====== INPUT FOR THIS TASK ======
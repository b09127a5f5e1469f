//! Error types for the graph RAG engine

use thiserror::Error;

#[derive(Error, Debug)]
pub enum Error {
    #[error("Chunk exceeds token limit: {token_count} > {max_tokens} ({preview})")]
    ChunkTokenLimitExceeded {
        token_count: usize,
        max_tokens: usize,
        preview: String,
    },

    #[error("Model connection error: {0}")]
    LlmConnection(String),

    #[error("Model request timed out: {0}")]
    LlmTimeout(String),

    #[error("Model API error {status}: {body}")]
    LlmStatus {
        status: u16,
        request_id: Option<String>,
        body: String,
    },

    #[error("Storage error: {0}")]
    Storage(String),

    #[error("IO error: {0}")]
    IoError(#[from] std::io::Error),

    #[error("Serialization error: {0}")]
    Serialization(String),

    #[error("Invalid argument: {0}")]
    InvalidArgument(String),
}

pub type Result<T> = std::result::Result<T, Error>;

impl From<serde_json::Error> for Error {
    fn from(err: serde_json::Error) -> Self {
        Error::Serialization(err.to_string())
    }
}

impl From<serde_yaml::Error> for Error {
    fn from(err: serde_yaml::Error) -> Self {
        Error::Serialization(err.to_string())
    }
}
======
» **ASSIGNMENT**:
Preserving every character, copy the records above out again.

» **RESPONSE TO THE TASK**:
repository b09127a5f5e1469f
//! Error types for the graph RAG engine

use thiserror::Error;

#[derive(Error, Debug)]
pub enum Error {
    #[error("Chunk exceeds token limit: {token_count} > {max_tokens} ({preview})")]
    ChunkTokenLimitExceeded {
        token_count: usize,
        max_tokens: usize,
        preview: String,
    },

    #[error("Model connection error: {0}")]
    LlmConnection(String),

    #[error("Model request timed out: {0}")]
    LlmTimeout(String),

    #[error("Model API error {status}: {body}")]
    LlmStatus {
        status: u16,
        request_id: Option<String>,
        body: String,
    },

    #[error("Storage error: {0}")]
    Storage(String),

    #[error("IO error: {0}")]
    IoError(#[from] std::io::Error),

    #[error("Serialization error: {0}")]
    Serialization(String),

    #[error("Invalid argument: {0}")]
    InvalidArgument(String),
}

pub type Result<T> = std::result::Result<T, Error>;

impl From<serde_json::Error> for Error {
    fn from(err: serde_json::Error) -> Self {
        Error::Serialization(err.to_string())
    }
}

impl From<serde_yaml::Error> for Error {
    fn from(err: serde_yaml::Error) -> Self {
        Error::Serialization(err.to_string())
    }
}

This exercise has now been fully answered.